Although I love everything I have learned and the friendships I have formed, I am ready for a much-needed break once I complete my final test/practicum in two weeks.

The program was not an intense, emersion. Rather, it was a weekend-formatted program designed for busy folks like myself, people who have families and career responsibilities. My fellow yoga trainees come from varying backgrounds and cultures, range in age, and vary in gender. There are men, women, fathers, mothers, sisters, brothers, wives, husbands, scientists, college students, college professors, engineers, poets, musicians, photographers, web developers, and world travelers.

For the past 10 months, one weekend per month (sometimes two weekends),
we were dedicated to practicing and training. Training weekends began with a 90-minute, Saturday-morning practice at 10:45 a.m. and ended with a 30-minute meditation on Sunday at 7:00 p.m.

In preparation for these weekends, we read yoga books, practiced yoga, read
some more yoga books, and did some more practice. From books on breathing, anatomy, history, and Ayurveda to practices of restorative, yin, vinyasa, and prenatal yoga, we consumed and digested a plethora of information both on and off the mat.

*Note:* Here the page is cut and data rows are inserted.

//! Note manager service.
//!
//! # Responsibility
//! - CRUD, reordering and journal import/export over a parent's persisted
//!   note list.
//! - Repair dangling note→category references on demand.
//!
//! # Invariants
//! - Every write restamps the affected note's audit fields with this
//!   manager's acting user.
//! - A create without an explicit sort appends after the current maximum.
//! - Reorder rewrites every note's sort value, not just the named ones.
//! - Reconciliation corrects dangling references instead of reporting them.

use std::collections::HashSet;
use std::error::Error;
use std::fmt::{Display, Formatter};

use crate::host::{HostError, JournalCollection, JournalPage};
use crate::manager::parent_is_blank;
use crate::model::category::{Category, CategoryKey};
use crate::model::note::{Note, NoteKey, NotePatch};
use crate::model::ValidationError;
use crate::store::{read_flag, write_flag, FlagStore, StoreError, CATEGORIES_KEY, NOTES_KEY};

/// Errors from note manager operations.
#[derive(Debug)]
pub enum NoteError {
    /// A required identifier argument is missing or malformed.
    InvalidArgument(&'static str),
    /// Referenced key does not exist in the parent's note list.
    NotFound(NoteKey),
    /// Entity-level invariant violation.
    Validation(ValidationError),
    /// Storage-layer failure.
    Store(StoreError),
    /// The host document collection refused an export.
    Host(HostError),
}

impl Display for NoteError {
    fn fmt(&self, f: &mut Formatter<'_>) -> std::fmt::Result {
        match self {
            Self::InvalidArgument(argument) => {
                write!(f, "argument `{argument}` is missing or malformed")
            }
            Self::NotFound(key) => write!(f, "note not found: {key}"),
            Self::Validation(err) => write!(f, "{err}"),
            Self::Store(err) => write!(f, "{err}"),
            Self::Host(err) => write!(f, "{err}"),
        }
    }
}

impl Error for NoteError {
    fn source(&self) -> Option<&(dyn Error + 'static)> {
        match self {
            Self::Validation(err) => Some(err),
            Self::Store(err) => Some(err),
            Self::Host(err) => Some(err),
            _ => None,
        }
    }
}

impl From<ValidationError> for NoteError {
    fn from(value: ValidationError) -> Self {
        Self::Validation(value)
    }
}

impl From<StoreError> for NoteError {
    fn from(value: StoreError) -> Self {
        Self::Store(value)
    }
}

impl From<HostError> for NoteError {
    fn from(value: HostError) -> Self {
        Self::Host(value)
    }
}

/// Note manager over one flag store, acting as one user.
pub struct NoteManager<'s, S: FlagStore> {
    store: &'s mut S,
    user: String,
}

impl<'s, S: FlagStore> NoteManager<'s, S> {
    /// Creates a manager stamping audit fields with `user`.
    pub fn new(store: &'s mut S, user: impl Into<String>) -> Self {
        Self {
            store,
            user: user.into(),
        }
    }

    /// Creates one note from partial data and persists it.
    ///
    /// Without an explicit sort the note is appended after the current
    /// maximum; on an empty list the entity default applies.
    pub fn create(&mut self, parent: &str, patch: NotePatch) -> Result<Note, NoteError> {
        self.require_parent(parent)?;
        let mut notes = self.load_notes(parent)?;

        let mut patch = patch;
        if patch.sort.is_none() {
            patch.sort = notes.iter().map(|note| note.sort).max().map(|max| max + 1);
        }

        let note = Note::new(patch, &self.user)?;
        notes.push(note.clone());
        self.save_notes(parent, &notes)?;
        Ok(note)
    }

    /// Gets one note by key, `None` when absent.
    pub fn get(&self, parent: &str, key: NoteKey) -> Result<Option<Note>, NoteError> {
        self.require_parent(parent)?;
        if key.is_nil() {
            return Err(NoteError::InvalidArgument("key"));
        }
        let notes = self.load_notes(parent)?;
        Ok(notes.into_iter().find(|note| note.key == key))
    }

    /// Returns the raw persisted note records in stored order.
    pub fn get_all(&self, parent: &str) -> Result<Vec<Note>, NoteError> {
        self.require_parent(parent)?;
        self.load_notes(parent)
    }

    /// Number of persisted notes.
    pub fn count(&self, parent: &str) -> Result<usize, NoteError> {
        Ok(self.get_all(parent)?.len())
    }

    /// Applies a partial update to one note and persists the list.
    pub fn update(
        &mut self,
        parent: &str,
        key: NoteKey,
        patch: NotePatch,
    ) -> Result<Note, NoteError> {
        self.require_parent(parent)?;
        let mut notes = self.load_notes(parent)?;
        let index = notes
            .iter()
            .position(|note| note.key == key)
            .ok_or(NoteError::NotFound(key))?;

        notes[index].update(patch, &self.user)?;
        let updated = notes[index].clone();
        self.save_notes(parent, &notes)?;
        Ok(updated)
    }

    /// Deletes one note by key.
    pub fn delete(&mut self, parent: &str, key: NoteKey) -> Result<(), NoteError> {
        self.require_parent(parent)?;
        let mut notes = self.load_notes(parent)?;
        let index = notes
            .iter()
            .position(|note| note.key == key)
            .ok_or(NoteError::NotFound(key))?;
        notes.remove(index);
        self.save_notes(parent, &notes)?;
        Ok(())
    }

    /// Unconditionally clears the parent's note list.
    pub fn delete_all(&mut self, parent: &str) -> Result<(), NoteError> {
        self.require_parent(parent)?;
        self.save_notes(parent, &[])?;
        Ok(())
    }

    /// Converts one host journal page into a note and persists it.
    pub fn import_from_journal(
        &mut self,
        parent: &str,
        page: &JournalPage,
    ) -> Result<Note, NoteError> {
        self.require_parent(parent)?;
        let mut notes = self.load_notes(parent)?;
        let note = Note::from_journal_page(page, &self.user)?;
        notes.push(note.clone());
        self.save_notes(parent, &notes)?;
        Ok(note)
    }

    /// Exports one note as a new journal page inside `container`.
    ///
    /// This is the only manager operation that side-effects into the host
    /// collaborator instead of flag storage.
    pub fn export_to_journal(
        &self,
        parent: &str,
        key: NoteKey,
        collection: &mut dyn JournalCollection,
        container: &str,
    ) -> Result<JournalPage, NoteError> {
        self.require_parent(parent)?;
        if container.trim().is_empty() {
            return Err(NoteError::InvalidArgument("container"));
        }
        let notes = self.load_notes(parent)?;
        let note = notes
            .iter()
            .find(|note| note.key == key)
            .ok_or(NoteError::NotFound(key))?;

        let page = collection.create_page(container, note.to_journal_page())?;
        Ok(page)
    }

    /// Rewrites every note's sort value from an explicit key sequence.
    ///
    /// Named keys get sort 1, 2, 3, … in the given order; unnamed notes are
    /// appended afterward preserving their stored relative order.
    pub fn reorder(&mut self, parent: &str, keys: &[NoteKey]) -> Result<(), NoteError> {
        self.require_parent(parent)?;
        let mut notes = self.load_notes(parent)?;
        for key in keys {
            if !notes.iter().any(|note| note.key == *key) {
                return Err(NoteError::NotFound(*key));
            }
        }

        let mut assigned: HashSet<NoteKey> = HashSet::new();
        let mut next: i64 = 1;
        for key in keys {
            if !assigned.insert(*key) {
                continue;
            }
            if let Some(note) = notes.iter_mut().find(|note| note.key == *key) {
                note.sort = next;
                next += 1;
            }
        }
        for note in notes.iter_mut() {
            if !assigned.contains(&note.key) {
                note.sort = next;
                next += 1;
            }
        }

        self.save_notes(parent, &notes)?;
        Ok(())
    }

    /// Clears note→category references that point at no existing category.
    ///
    /// Persists only when something changed; returns the number of notes
    /// cleaned. This is the explicit repair pass for the reference
    /// invariant, which writes do not enforce transactionally.
    pub fn reconcile_category_references(&mut self, parent: &str) -> Result<usize, NoteError> {
        self.require_parent(parent)?;
        let mut notes = self.load_notes(parent)?;
        let categories: Vec<Category> =
            read_flag(&*self.store, parent, CATEGORIES_KEY)?.unwrap_or_default();
        let valid: HashSet<CategoryKey> =
            categories.iter().map(|category| category.key).collect();

        let mut cleaned = 0;
        for note in notes.iter_mut() {
            if let Some(reference) = note.category {
                if !valid.contains(&reference) {
                    note.category = None;
                    cleaned += 1;
                }
            }
        }

        if cleaned > 0 {
            self.save_notes(parent, &notes)?;
        }
        Ok(cleaned)
    }

    fn require_parent(&self, parent: &str) -> Result<(), NoteError> {
        if parent_is_blank(parent) {
            return Err(NoteError::InvalidArgument("parent"));
        }
        Ok(())
    }

    fn load_notes(&self, parent: &str) -> Result<Vec<Note>, NoteError> {
        Ok(read_flag(&*self.store, parent, NOTES_KEY)?.unwrap_or_default())
    }

    fn save_notes(&mut self, parent: &str, notes: &[Note]) -> Result<(), NoteError> {
        write_flag(&mut *self.store, parent, NOTES_KEY, &notes)?;
        Ok(())
    }
}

Once certified later this summer, some of us will go on to teach; some of us
won’t. But all of us, I suspect, will take what we’ve learned and deepen our
practices and continue journeying into ourselves.

This post is simply to thank my fellow trainees for their inspiration, dedication,
and motivation. I learned something from each and every member of my class and will never forget my experience and how it has changed me, my yoga practice, and my approach to teaching new students.

Thank you! I love you. Namaste!
~Paula

I’m going to be featured in OM Yoga Magazine!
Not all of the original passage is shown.